Auteur: GONZÁLEZ PÉREZ M. PAZ.
Année: 2004.
Université: COMPLUTENSE DE MADRID.
Lieu de l'exposition: FACULTAD DE CC. BIOLOGÍAS.
Lieu de préparation: C.N. MICROBIOLOGÍA (INSTITUTO DE SALUD CARLOS III).

Résumé: Ce travail a porté sur l'étude de l'infection par les rétrovirus humains (VIH - 1, VIH - 2, HTLV - HTLV Iy II) dans la population de la Guinée équatoriale. Tout d'abord, il ya eu deux études de séroprévalence du VIH rétrovirus et HTLVa des échantillons de sang séché sur papier filtre. Les premiers échantillons recueillis entre 1996 et 1998, pour différents groupes de population (maternité, les étudiants du secondaire, le grand public et les patients à l'hôpital de visites) de la Guinée équatoriale. La seconde avec des échantillons recueillis entre 2000 et 2001 chez des patients de l'hôpital de visites. L'étude de la détection d'anticorps contre le VIH YHTLV a été menée par l'obtention d'un eluído de sang sur papier filtre et l'utilisation de Qistintos équipements commerciaux type et inmunoblot ELISA, qui permettait la distinction entre infection viH lo VIH - 2 et l'infection par le HTLV - Io HTLV - II . Seconde a été réalisée une analyse génétique d'échantillons positifs par extraction d'ADN, amplification par PCR et posteriorsecuenciación dans différentes régions du génome du virus. Dans le cas du VIH -l groupe M discuté d'un fragment de la région codant pour la protéine p17 gène bâillon, un fragment de la région de codage de la protéase et retrotranscriptasa gène poi, un fragment de la région codante de la protéine Vpu et les deux parties De la région codant pour les protéines impliquées dans la (gp120 et gp41) gène env. Dans le cas du VIH -l groupe O est considéré comme un fragment de la région codant pour la protéine p24 gène gag et un fragment codant pour des protéines impliquées dans le gène env. Dans le cas du HTLV - IIII est amplifié et analysé les LTR région, un fragment du gène poI et un fragment codant pour des protéines impliquées dans le gène env. Grâce à l'utilisation de différents logiciels ont été analysés séquences génétiques de l'ADN obtenu par la détermination du sous-type isolats obtenus, les variations intersubtipo et intrasubtipo dans toutes les régions analysées, la présence de mutations de résistance aux antirétroviraux dans les pôles de gènes et une analyse de la recombinaison isolés.
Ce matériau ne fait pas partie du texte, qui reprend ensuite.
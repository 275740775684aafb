//! Error types for classbell.

use thiserror::Error;

/// Errors that can occur in classbell operations.
#[derive(Error, Debug)]
pub enum BellError {
    #[error("Configuration error: {0}")]
    Config(String),

    #[error("Store error: {0}")]
    Store(String),

    #[error("Invalid date '{0}'. Expected YYYY-MM-DD")]
    InvalidDate(String),

    #[error("Invalid time '{0}'. Expected HH:MM")]
    InvalidTime(String),

    #[error("Invalid course: {0}")]
    InvalidCourse(String),

    #[error("Invalid event: {0}")]
    InvalidEvent(String),

    #[error("Period table error: {0}")]
    PeriodTable(String),

    #[error("Timer refused trigger {key}: {reason}")]
    TimerDenied { key: String, reason: String },

    #[error("Render error: {0}")]
    Render(String),

    #[error("Not found: {0}")]
    NotFound(String),

    #[error("IO error: {0}")]
    Io(#[from] std::io::Error),

    #[error("Serialization error: {0}")]
    Serialization(String),
}

/// Result type alias for classbell operations.
pub type BellResult<T> = Result<T, BellError>;
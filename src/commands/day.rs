use anyhow::Result;
use chrono::NaiveDate;
use classbell_core::config::BellConfig;
use classbell_core::event::Event;
use classbell_core::expand::ScheduleExpander;
use owo_colors::OwoColorize;

use crate::render::Render;
use crate::utils::parse_day;

pub fn run(config: &BellConfig, date: Option<&str>) -> Result<()> {
    let date = parse_day(date, super::today(config))?;
    let store = config.store();

    let term = store.term()?;
    let courses = store.courses()?;
    let events = store.events()?;

    let expander = ScheduleExpander::new(&term);
    let mut entries = expander.expand(date, &courses);
    entries.extend(events.into_iter().filter(|e| occurs_on(e, date)));
    entries.sort_by(|a, b| a.start_time.cmp(&b.start_time));

    let header = date.format("%A %Y-%m-%d").to_string();
    match term.week_of(date) {
        Some(week) => println!(
            "{} {}",
            header.bold(),
            format!("· week {week} ({})", if week % 2 == 1 { "odd" } else { "even" }).dimmed()
        ),
        None => println!("{} {}", header.bold(), "· outside term".dimmed()),
    }

    if entries.is_empty() {
        println!("{}", "  Nothing scheduled".dimmed());
        return Ok(());
    }

    for entry in &entries {
        println!("{}", entry.render());
    }

    Ok(())
}

/// Whether a one-off event touches `date`.
fn occurs_on(event: &Event, date: NaiveDate) -> bool {
    let Some(start) = event.start_local() else {
        return false;
    };
    let end = event.end_local().unwrap_or(start);
    start.date() <= date && date <= end.date()
}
Auteur: VELILLA GARCÍA ESTHER.
Année: 2004.
Université: AUTÓNOMA DE BARCELONA.
Lieu de préparation: ESCUELA DE POSTGRADO.

Auteur: CANUDAS BECANA JESÚS LUIS.
Année: 2004.
Université: ZARAGOZA.
Lieu de l'exposition: FACULTAD DE VETERINARIA.
Lieu de préparation: FACULTAD DE VETERINARIA.

Auteur: RAMIREZ DOMINGUEZ MIRIAM.
Année: 2006.
Université: MIGUEL HERNÁNDEZ DE ELCHE.
Lieu de l'exposition: INSTITUTO DE BIOINGENIERIA.
Lieu de préparation: INSTITUTO DE BIOINGENIERIA DE LA UNIVERSIDAD MIGUEL HERNANDEZ.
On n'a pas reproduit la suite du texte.